Starting point is 00:01:18 Here he is in confrontation with police. I didn't mean to hurt them. They stung me first. Don't move. You're under arrest for a hundred wildlife. No, I can't go to jail. Stop, don't, hey, stop running Spongebob. Stay away from me.
Starting point is 00:01:30 You can also make a video featuring you or your friends or your family doing whatever your imagination could possibly dream up. Thus far, the new version of this app is only available to a limited number of people, but users seem to be having a lot of fun with it. And still, in a world where deepfakes and misinformation are already a huge problem, there is plenty of concern that SORA 2 could only make things worse. Tiffany Shoe is a technology reporter with the New York Times, covers misinformation and disinformation. Tiffany, good morning. Good morning.
Starting point is 00:01:58 This is not the first tool out there to generate AI video, but what makes this thing different? It is incredibly convincing. It works very fast. It's very easy to access once you have an invite. And it makes videos that are so incredibly realistic. It's truly mind-boggling. And the fact that you can use real people in it, wow. It's also shareable, right?

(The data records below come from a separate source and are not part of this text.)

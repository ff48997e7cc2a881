//! faturamento: Atendimentosレポートの集計CLI
//!
//! 解析・集計の本体は `faturamento-common`。このクレートはファイル読み込み、
//! マッピング表の保存先、設定、対話入力、出力を担う。

pub mod assign;
pub mod cli;
pub mod config;
pub mod error;
pub mod export;
pub mod logger;
pub mod reader;
pub mod store;
pub mod summary;
use serde_json::json;

use crate::models::{PlanResponse, Targets};

pub const SYSTEM_PROMPT: &str = "You are a nutrition-planning assistant.";

/// Request details echoed back to the ranker.
#[derive(Debug, Clone, Default)]
pub struct PromptContext<'a> {
    pub hall: &'a str,
    pub meal: &'a str,
    pub targets: Targets,
    pub sections: &'a [String],
    pub avoid_allergies: &'a [String],
}

const INSTRUCTIONS: &[&str] = &[
    "You are choosing one plate for a dining hall guest.",
    "Every option below already meets the guest's macro targets within 10%.",
    "Pick the single option that is the most enjoyable to eat: balanced, varied in color, \
     texture and flavor, and made of items that go well together.",
    "Do NOT modify any 'name' or 'servingSize'. Copy the chosen option exactly, \
     with the same items and servings and nothing added or removed.",
];

/// Ranking prompt for `options`.
pub fn build_prompt(options: &[PlanResponse], ctx: &PromptContext<'_>) -> String {
    let mut lines: Vec<String> = INSTRUCTIONS.iter().map(|s| s.to_string()).collect();

    lines.push(format!("\nMeal: {} at {}", ctx.meal, ctx.hall));
    if !ctx.avoid_allergies.is_empty() {
        lines.push(format!("Allergens avoided: {}.", ctx.avoid_allergies.join(", ")));
    }
    if !ctx.sections.is_empty() {
        lines.push(format!("Sections: {}.", ctx.sections.join(", ")));
    }

    lines.push("\nTargets:".to_string());
    for (m, target) in ctx.targets.active_macros() {
        lines.push(format!("- {}: {}{}", m.label(), target, m.unit()));
    }
    if ctx.targets.is_unconstrained() {
        lines.push("- none".to_string());
    }

    lines.push("\nOptions:".to_string());
    let numbered: Vec<_> = options
        .iter()
        .enumerate()
        .map(|(i, o)| json!({ "option": i + 1, "items": o.items, "totals": o.totals }))
        .collect();
    lines.push(serde_json::to_string_pretty(&numbered).unwrap_or_default());

    let schema = json!({
        "items": [{ "name": "...", "servings": 1, "servingSize": "..." }],
    });
    lines.push(format!(
        "\nReturn *only* JSON in this exact schema (no prose):\n{}",
        serde_json::to_string_pretty(&schema).unwrap_or_default()
    ));

    lines.join("\n")
}
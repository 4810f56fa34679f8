pub mod cli;
pub mod config;
pub mod error;
pub mod interface;
pub mod menu;
pub mod models;
pub mod planner;
pub mod ranker;
pub mod service;
pub mod telemetry;

pub use config::PlannerConfig;
pub use error::{PlanError, PlannerError, Result};
pub use models::{Dish, PlanRequest, PlanResponse};
pub use service::{PlanOutcome, PlanService};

Starting point is 00:02:24 I mean, this is a social platform so that you could share things on the app. Exactly. That's what it's designed to do, is for you to make videos with, you know, yourself and people you know and spread them around. All right. So you and your colleagues have been playing around with this. You said it's mind-boggling and mind-blowing in some ways. What can you do with it? So I'm a misinformation reporter.
Starting point is 00:02:45 So the videos that I've been making have not been the kind of fun videos that I'm sure Open AI is having in mind. And we have managed to make videos that show a bomb going off on a street in Israel. We've made videos showing ballot fraud or of a gunman in a classroom. Pretty dark stuff. How do you do that? I mean, the ballot fraud one I've seen, just describe what that video looks like? So it shows a dark-skinned van in a hoodie at night, getting out of a van and stuffing a bunch of identical envelopes into a mailbox. Now, how would you do that?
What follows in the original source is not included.